## Data extract
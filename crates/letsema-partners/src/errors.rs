//! Error types for partner cluster operations.
//!
//! The taxonomy mirrors how callers are expected to react:
//! [`PartnerError::ConnectionFailed`] is retryable by the caller (never
//! retried here), [`PartnerError::QueryFailed`] is fatal for the operation,
//! and [`PartnerError::MissingCluster`] is a configuration problem that
//! retrying cannot fix.

use thiserror::Error;

use crate::cluster::Cluster;

/// Errors that can occur during partner cluster operations.
#[derive(Debug, Error)]
pub enum PartnerError {
    /// The cluster has no connection parameters configured. Caller error —
    /// the closed cluster set and the configuration have drifted apart.
    #[error("cluster {0} is not configured")]
    ClusterNotConfigured(Cluster),

    /// The partner database could not be opened. Retryable by the caller.
    #[error("failed to connect to cluster {cluster}: {source}")]
    ConnectionFailed {
        /// The unreachable cluster.
        cluster: Cluster,
        /// The underlying driver error.
        source: rusqlite::Error,
    },

    /// A statement failed on the partner database (malformed SQL or
    /// constraint violation). Fatal for the operation.
    #[error("query failed on cluster {cluster}: {source}")]
    QueryFailed {
        /// The cluster the statement ran against.
        cluster: Cluster,
        /// The underlying driver error.
        source: rusqlite::Error,
    },

    /// A partner row came back with an unexpected shape.
    #[error("unexpected row from cluster {cluster}: {message}")]
    UnexpectedRow {
        /// The cluster the row came from.
        cluster: Cluster,
        /// What was wrong with it.
        message: String,
    },

    /// An institution's cluster designator does not name a known cluster.
    #[error("unknown cluster name: {0}")]
    UnknownCluster(String),

    /// Central-ledger failure while preparing or finishing a partner
    /// operation (includes the missing-cluster configuration error).
    #[error(transparent)]
    Ledger(#[from] letsema_ledger::LedgerError),
}

/// Convenience type alias for partner operation results.
pub type Result<T> = std::result::Result<T, PartnerError>;

// ─────────────────────────────────────────────────────────────────────────────
// Tests
// ─────────────────────────────────────────────────────────────────────────────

## Your objective
Search the data above for the string "ConnectionFailed". Report every line where it is found.

## Task response
//! [`PartnerError::ConnectionFailed`] is retryable by the caller (never
    ConnectionFailed {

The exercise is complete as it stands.